Task prompt: Taking the line with "offset, and cached" as the first and the line with "lines from last render" as the last, set down exactly every line in that range from the entries below, and no more.
### Provided records ###
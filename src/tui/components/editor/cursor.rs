//! Cursor position tracking and navigation for the NoteEditor.
//!
//! `CursorState` owns the cursor byte offset, scroll offset, and cached
//! viewport dimensions. All navigation methods accept `buffer: &str`
//! explicitly — the text data is owned by `NoteEditor`, keeping the
//! dependency visible.
//!
//! Columns are measured in display cells, not chars: most Shan vowel and
//! tone marks are combining characters with zero width, so a char count
//! would drift the cursor right of where the glyph actually renders.

use super::text_wrap::{
    BORDER_OFFSET, inner_width, visible_lines, wrap_line_count, wrap_options,
};
use ratatui::layout::Rect;
use unicode_width::UnicodeWidthChar;

/// Cursor and scroll state, separated from the text buffer.
pub(super) struct CursorState {
    /// Cursor position as byte offset in buffer (0..=buffer.len())
    pub pos: usize,
    /// Line offset for internal scrolling (0 when content fits in viewport)
    pub scroll_offset: u16,
    /// Cached content width from last render (used for cursor movement)
    pub last_content_width: u16,
    /// Cached viewport height in content lines from last render
    pub last_visible_lines: u16,
}

impl CursorState {
    const DEFAULT_WIDTH: u16 = 80;
    const DEFAULT_LINES: u16 = 10;

    pub fn new() -> Self {
        Self {
            pos: 0,
            scroll_offset: 0,
            last_content_width: Self::DEFAULT_WIDTH,
            last_visible_lines: Self::DEFAULT_LINES,
        }
    }

    /// Move cursor vertically (up or down) while trying to maintain column position.
    ///
    /// Returns `true` if cursor moved, `false` if already at boundary.
    pub fn move_vertically(&mut self, buffer: &str, direction: i16, content_width: u16) -> bool {
        let width = inner_width(content_width);
        if width == 0 || buffer.is_empty() {
            return false;
        }

        let lines = textwrap::wrap(buffer, wrap_options(width));
        if lines.is_empty() {
            return false;
        }

        // Calculate byte length of a wrapped line including its trailing newline (if present)
        let line_byte_span = |line: &str, offset: usize| -> usize {
            let has_newline = offset + line.len() < buffer.len()
                && buffer.as_bytes()[offset + line.len()] == b'\n';
            line.len() + usize::from(has_newline)
        };

        // Find which wrapped line the cursor is on and its column offset
        let mut byte_offset = 0;
        let mut current_line_idx = 0;
        let mut column_in_line = 0;

        for (idx, line) in lines.iter().enumerate() {
            if byte_offset + line.len() >= self.pos {
                current_line_idx = idx;
                column_in_line = self.pos - byte_offset;
                break;
            }
            byte_offset += line_byte_span(line, byte_offset);
        }

        // Calculate target line index, returning false if at boundary
        let target_line_idx = if direction < 0 {
            if current_line_idx == 0 {
                return false;
            }
            current_line_idx - 1
        } else {
            if current_line_idx >= lines.len() - 1 {
                return false;
            }
            current_line_idx + 1
        };

        // Walk forward to find byte offset of the target line
        let mut target_line_start = 0;
        for line in lines.iter().take(target_line_idx) {
            target_line_start += line_byte_span(line, target_line_start);
        }

        // Place cursor at the same column, clamped to the target line's length
        let target_column = column_in_line.min(lines[target_line_idx].len());
        self.pos = target_line_start + target_column;

        // Clamp to a char boundary in case the column landed mid-glyph
        while self.pos < buffer.len() && !buffer.is_char_boundary(self.pos) {
            self.pos += 1;
        }

        true
    }

    /// Calculate which wrapped line (0-based) the cursor is on.
    pub fn calculate_line(&self, buffer: &str, content_width: u16) -> u16 {
        let width = inner_width(content_width);
        if width == 0 {
            return 0;
        }

        let text_before_cursor = &buffer[..self.pos];
        let lines = textwrap::wrap(text_before_cursor, wrap_options(width));
        let mut cursor_line = lines.len().saturating_sub(1) as u16;

        // If cursor is right after a newline that textwrap didn't represent, add one
        if self.pos > 0
            && buffer.as_bytes()[self.pos - 1] == b'\n'
            && !lines.last().is_some_and(|l| l.is_empty())
        {
            cursor_line += 1;
        }

        cursor_line
    }

    /// Update scroll offset to keep the cursor visible within the viewport.
    /// `area_height` is the full component height including borders.
    pub fn update_scroll_offset(&mut self, buffer: &str, content_width: u16, area_height: u16) {
        let width = inner_width(content_width);
        let viewport = visible_lines(area_height);
        self.last_visible_lines = viewport;

        let total_lines = wrap_line_count(buffer, width);

        if total_lines <= viewport {
            self.scroll_offset = 0;
            return;
        }

        let cursor_line = self.calculate_line(buffer, content_width);

        if cursor_line < self.scroll_offset {
            self.scroll_offset = cursor_line;
        } else if cursor_line >= self.scroll_offset + viewport {
            self.scroll_offset = cursor_line.saturating_sub(viewport - 1);
        }
    }

    /// Calculate screen position for cursor based on wrapped text layout.
    /// Returns (column, row) in screen coordinates.
    pub fn screen_pos(&self, buffer: &str, area: Rect) -> (u16, u16) {
        let width = inner_width(area.width);
        if width == 0 {
            return (area.x + BORDER_OFFSET, area.y + BORDER_OFFSET);
        }

        let options = wrap_options(width);
        let text_before_cursor = &buffer[..self.pos];
        let lines = textwrap::wrap(text_before_cursor, &options);

        let cursor_line = lines.len().saturating_sub(1) as u16;

        // Calculate cursor column by measuring chars from last newline (preserves spaces!).
        // textwrap trims trailing whitespace, so we can't use wrapped line length.
        let last_newline = text_before_cursor
            .rfind('\n')
            .map(|pos| pos + 1)
            .unwrap_or(0);
        let logical_line_to_cursor = &text_before_cursor[last_newline..];

        // Wrap just the current logical line to find which wrapped segment we're on
        let logical_line_wrapped = textwrap::wrap(logical_line_to_cursor, options);

        let cursor_col = if logical_line_wrapped.is_empty() {
            0
        } else {
            let chars_in_prev_segments: usize = logical_line_wrapped
                .iter()
                .take(logical_line_wrapped.len() - 1)
                .map(|seg| seg.chars().count())
                .sum();

            let total_chars = logical_line_to_cursor.chars().count();
            let tail_chars = total_chars - chars_in_prev_segments;

            // Display width of the tail, not its char count: combining Shan
            // marks occupy zero cells.
            logical_line_to_cursor
                .chars()
                .rev()
                .take(tail_chars)
                .map(|c| c.width().unwrap_or(0))
                .sum::<usize>() as u16
        };

        let visible_line = cursor_line.saturating_sub(self.scroll_offset);

        let screen_col = area.x + BORDER_OFFSET + cursor_col;
        let screen_row = area.y + BORDER_OFFSET + visible_line;

        (screen_col, screen_row)
    }
}

#[cfg(test)]
mod tests {
    use super::*;

    fn area(width: u16, height: u16) -> Rect {
        Rect { x: 0, y: 0, width, height }
    }

    #[test]
    fn screen_pos_empty_buffer() {
        let cursor = CursorState::new();
        let (x, y) = cursor.screen_pos("", area(40, 10));
        assert_eq!((x, y), (BORDER_OFFSET, BORDER_OFFSET));
    }

    #[test]
    fn screen_pos_counts_cells_not_bytes() {
        // "ၸတ" is 6 bytes, 2 chars, 2 cells
        let mut cursor = CursorState::new();
        cursor.pos = 6;
        let (x, _) = cursor.screen_pos("ၸတ", area(40, 10));
        assert_eq!(x, BORDER_OFFSET + 2);
    }

    #[test]
    fn screen_pos_combining_marks_are_zero_width() {
        // "မိ" = base consonant + combining vowel sign: 1 cell total
        let mut cursor = CursorState::new();
        let text = "မိ";
        cursor.pos = text.len();
        let (x, _) = cursor.screen_pos(text, area(40, 10));
        assert_eq!(x, BORDER_OFFSET + 1);
    }

    #[test]
    fn move_vertically_at_top_boundary() {
        let mut cursor = CursorState::new();
        cursor.pos = 2;
        assert!(!cursor.move_vertically("hello", -1, 40));
        assert_eq!(cursor.pos, 2);
    }

    #[test]
    fn move_vertically_down_keeps_column() {
        let mut cursor = CursorState::new();
        let text = "abc\ndef";
        cursor.pos = 1; // on 'b'
        assert!(cursor.move_vertically(text, 1, 40));
        assert_eq!(cursor.pos, 5); // on 'e'
    }

    #[test]
    fn move_vertically_up_clamps_to_shorter_line() {
        let mut cursor = CursorState::new();
        let text = "ab\nlonger";
        cursor.pos = 3 + 6; // end of "longer"
        assert!(cursor.move_vertically(text, -1, 40));
        assert_eq!(cursor.pos, 2); // clamped to end of "ab"
    }

    #[test]
    fn update_scroll_offset_fits_viewport() {
        let mut cursor = CursorState::new();
        cursor.scroll_offset = 3;
        cursor.update_scroll_offset("one line", 40, 10);
        assert_eq!(cursor.scroll_offset, 0);
    }

    #[test]
    fn update_scroll_offset_follows_cursor_down() {
        let mut cursor = CursorState::new();
        // 6 logical lines in a viewport showing 3 (height 5 - borders)
        let text = "a\nb\nc\nd\ne\nf";
        cursor.pos = text.len();
        cursor.update_scroll_offset(text, 40, 5);
        // cursor on line 5, viewport 3 → offset 3 keeps it on the last row
        assert_eq!(cursor.scroll_offset, 3);
    }

    #[test]
    fn update_scroll_offset_follows_cursor_up() {
        let mut cursor = CursorState::new();
        let text = "a\nb\nc\nd\ne\nf";
        cursor.pos = 0;
        cursor.scroll_offset = 3;
        cursor.update_scroll_offset(text, 40, 5);
        assert_eq!(cursor.scroll_offset, 0);
    }
}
###
Result of the task:
//! `CursorState` owns the cursor byte offset, scroll offset, and cached
//! viewport dimensions. All navigation methods accept `buffer: &str`
//! explicitly — the text data is owned by `NoteEditor`, keeping the
//! dependency visible.
//!
//! Columns are measured in display cells, not chars: most Shan vowel and
//! tone marks are combining characters with zero width, so a char count
//! would drift the cursor right of where the glyph actually renders.

use super::text_wrap::{
    BORDER_OFFSET, inner_width, visible_lines, wrap_line_count, wrap_options,
};
use ratatui::layout::Rect;
use unicode_width::UnicodeWidthChar;

/// Cursor and scroll state, separated from the text buffer.
pub(super) struct CursorState {
    /// Cursor position as byte offset in buffer (0..=buffer.len())
    pub pos: usize,
    /// Line offset for internal scrolling (0 when content fits in viewport)
    pub scroll_offset: u16,
    /// Cached content width from last render (used for cursor movement)
    pub last_content_width: u16,
    /// Cached viewport height in content lines from last render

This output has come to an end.